Other community and state officials present were pleased to see an emergency department in Fairmont once again. Del. Michael Angelucci, (D-50), is also administrator of the Marion County Rescue squad, and said the job of its staff is much easier now that they don’t have to transport emergency patients to a different county for treatment.
“It is a wonderful day knowing that we have a community hospital that has been reopened,” Angelucci said. “Having our community hospital open is going to be a tremendous help for emergency medical services, especially for those patients who are suffering from life-threatening emergencies.”
Del. Mike Caputo, (D-50), said after the ceremony that the impact of a hospital on a community extends past just the financial, as it will help save the lives of people experiencing emergencies.
“It’s certainly a very happy day to see those doors open once again at Fairmont hospital,” Caputo said. “Not only the economic part with the jobs and the community, but we really do believe it will save lives.”
The interior of the hospital has not changed much, except for an updated color scheme and the implementation of new technology. However, some areas have been redeveloped, and the only entrance now is the side Emergency Room entrance, since it will be the hospital’s primary focus.
Wright said although the Locust Avenue location is only temporary, Fairmont Medical Center has other services, including imaging, and WV Medicine could potentially add more in the coming year, depending on what the need in the community looks like.

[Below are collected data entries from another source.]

//! Priority-grouped rule folding

use serde::Serialize;

use crate::aggregate::{is_aggregate_expression, AggregateSpec};
use crate::model::{Rule, RuleAction};
use crate::observability::{log_event_with_fields, Event};

/// Row-level outcome of resolution
#[derive(Debug, Clone, PartialEq, Eq, Serialize)]
pub enum Resolution {
    /// No rule restricts this user
    Unrestricted,
    /// Only rows matching the predicate are visible
    Allow(String),
    /// The request is refused
    Deny,
}

/// Aggregation forced on the requester by an owner rule
#[derive(Debug, Clone, PartialEq, Serialize)]
pub struct AggregateOverride {
    pub rule_id: u64,
    pub spec: AggregateSpec,
    /// The override rule's own condition, AND-ed into the row predicate
    pub condition: Option<String>,
}

#[derive(Debug, Clone, PartialEq, Serialize)]
pub struct AccessDecision {
    pub resolution: Resolution,
    pub aggregate_override: Option<AggregateOverride>,
}

impl AccessDecision {
    pub fn unrestricted() -> Self {
        Self {
            resolution: Resolution::Unrestricted,
            aggregate_override: None,
        }
    }

    pub fn is_denied(&self) -> bool {
        self.resolution == Resolution::Deny
    }

    /// Row predicate, if the decision restricts rows
    pub fn predicate(&self) -> Option<&str> {
        match &self.resolution {
            Resolution::Allow(p) => Some(p),
            _ => None,
        }
    }
}

/// Predicate accumulated across priority groups
#[derive(Debug, Clone, PartialEq)]
enum Accumulated {
    /// No allow rule has contributed yet
    Nothing,
    /// An unconditional allow admitted every row
    Everything,
    Predicate(String),
}

impl Accumulated {
    fn or(self, allows: GroupCondition) -> Self {
        match (self, allows) {
            (_, GroupCondition::Always) | (Accumulated::Everything, _) => Accumulated::Everything,
            (Accumulated::Nothing, GroupCondition::Any(g)) => Accumulated::Predicate(g),
            (Accumulated::Predicate(p), GroupCondition::Any(g)) => {
                Accumulated::Predicate(format!("( {} ) OR ( {} )", p, g))
            }
        }
    }

    fn and_not(self, denies: String) -> Self {
        match self {
            Accumulated::Nothing => Accumulated::Nothing,
            Accumulated::Everything => Accumulated::Predicate(format!("NOT ( {} )", denies)),
            Accumulated::Predicate(p) => {
                Accumulated::Predicate(format!("( {} ) AND NOT ( {} )", p, denies))
            }
        }
    }
}

/// OR of the conditions of same-action rules in one group
enum GroupCondition {
    /// At least one rule had no condition
    Always,
    Any(String),
}

fn disjunction(rules: &[&Rule]) -> Option<GroupCondition> {
    if rules.is_empty() {
        return None;
    }
    if rules.iter().any(|r| r.is_unconditional()) {
        return Some(GroupCondition::Always);
    }
    let joined = rules
        .iter()
        .filter_map(|r| r.condition_text())
        .map(|c| format!("( {} )", c))
        .collect::<Vec<_>>()
        .join(" OR ");
    Some(GroupCondition::Any(joined))
}

/// Folds an owner's rules into an [`AccessDecision`]
#[derive(Debug, Clone, Copy, Default)]
pub struct RuleResolver;

impl RuleResolver {
    pub fn new() -> Self {
        Self
    }

    /// Resolves access of `user` to `owner`'s stream `stream_name`
    ///
    /// Rules not owned by `owner`, not targeting this stream and user, or
    /// that are templates, are ignored.
    pub fn resolve(
        &self,
        owner: &str,
        stream_name: &str,
        user: &str,
        rules: &[Rule],
    ) -> AccessDecision {
        if user == owner {
            return AccessDecision::unrestricted();
        }

        let applicable: Vec<&Rule> = rules
            .iter()
            .filter(|r| r.owner == owner && r.applies_to(stream_name, user))
            .collect();

        let resolution = self.fold_groups(&applicable);
        let aggregate_override = match resolution {
            Resolution::Deny => None,
            _ => self.select_override(&applicable),
        };

        AccessDecision {
            resolution,
            aggregate_override,
        }
    }

    fn fold_groups(&self, applicable: &[&Rule]) -> Resolution {
        let mut ordinary: Vec<&Rule> = applicable
            .iter()
            .copied()
            .filter(|r| matches!(r.action(), RuleAction::Allow | RuleAction::Deny))
            .collect();

        // Priority descending, unset last, ties by id
        ordinary.sort_by(|a, b| {
            let rank = |r: &Rule| r.priority.map_or(-1i64, i64::from);
            rank(b).cmp(&rank(a)).then(a.id.cmp(&b.id))
        });

        let mut groups: Vec<&[&Rule]> = Vec::new();
        let mut start = 0;
        for i in 1..=ordinary.len() {
            if i == ordinary.len() || ordinary[i].priority != ordinary[start].priority {
                groups.push(&ordinary[start..i]);
                start = i;
            }
        }

        let mut acc = Accumulated::Nothing;
        for (index, group) in groups.iter().enumerate() {
            let is_last = index + 1 == groups.len();

            let (allows, denies): (Vec<&Rule>, Vec<&Rule>) = group
                .iter()
                .copied()
                .partition(|r| r.action() == RuleAction::Allow);
            let deny_all = denies.iter().any(|r| r.is_unconditional());

            if acc == Accumulated::Nothing && allows.is_empty() {
                // Deny-only group with nothing to restrict yet
                if deny_all && !is_last {
                    return Resolution::Deny;
                }
                continue;
            }

            if deny_all {
                return Resolution::Deny;
            }

            if let Some(allowed) = disjunction(&allows) {
                acc = acc.or(allowed);
            }
            if let Some(GroupCondition::Any(denied)) = disjunction(&denies) {
                acc = acc.and_not(denied);
            }
        }

        match acc {
            Accumulated::Nothing | Accumulated::Everything => Resolution::Unrestricted,
            Accumulated::Predicate(p) => Resolution::Allow(p),
        }
    }

    fn select_override(&self, applicable: &[&Rule]) -> Option<AggregateOverride> {
        let mut overrides: Vec<&Rule> = applicable
            .iter()
            .copied()
            .filter(|r| matches!(r.action(), RuleAction::Aggregate(_)))
            .collect();

        // Unset priority outranks every explicit one here
        overrides.sort_by(|a, b| {
            let rank = |r: &Rule| r.priority.unwrap_or(u32::MAX);
            rank(b).cmp(&rank(a)).then(a.id.cmp(&b.id))
        });

        for rule in overrides {
            let action = rule.action.trim();
            let parsed = if is_aggregate_expression(action) {
                AggregateSpec::parse(action).map_err(|e| e.to_string())
            } else {
                Err("not an aggregate expression".to_string())
            };

            match parsed {
                Ok(spec) => {
                    return Some(AggregateOverride {
                        rule_id: rule.id,
                        spec,
                        condition: rule.condition_text().map(str::to_string),
                    })
                }
                Err(reason) => {
                    let id = rule.id.to_string();
                    log_event_with_fields(
                        Event::RuleSkipped,
                        &[("rule_id", &id), ("reason", &reason)],
                    );
                }
            }
        }
        None
    }
}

“We’ll build up over time to see what is the need in the community,” Wright said. “Obviously, the clear need right now was emergency services. It’s a long way to go north or south up 79, so we’ll start there and we’ll add whatever is necessary.
“I always like when we can bring more community services. I’ll be happy to add as many services as necessary.”
Wright said at the ceremony that the hospital officially opened at 7 a.m. Tuesday, and patients had already been transported by EMS services. The staff of Fairmont Medical Center is now made up of WVU Medicine personnel, as well as some staffers who had worked at Fairmont Regional, like Smith and Moore. Moore said this mixture is good, because it offers a different spectrum of skills to the region.
“We have a mixture of people who worked here when it was Fairmont [Regional] and people who came from WVU,” Moore said. “So I think that’s a nice thing.”
Just being able to be back in their home community was exciting for Smith and Moore. Raising the flag on a new health care system in Marion County was exciting for Smith, and she looks forward to be back in the local community.
“I am very excited to have healthcare back in Marion County,” Smith said. “So it was nice to raise it to open up the doors.”
Fairmont Regional Medical Center closed March 19, about two months after its owner, Alecto Healthcare Services LLC of Irvine, California, announced it would close the facility they said had lost $19 million in the least three years and could not find a suitable buyer to take it over.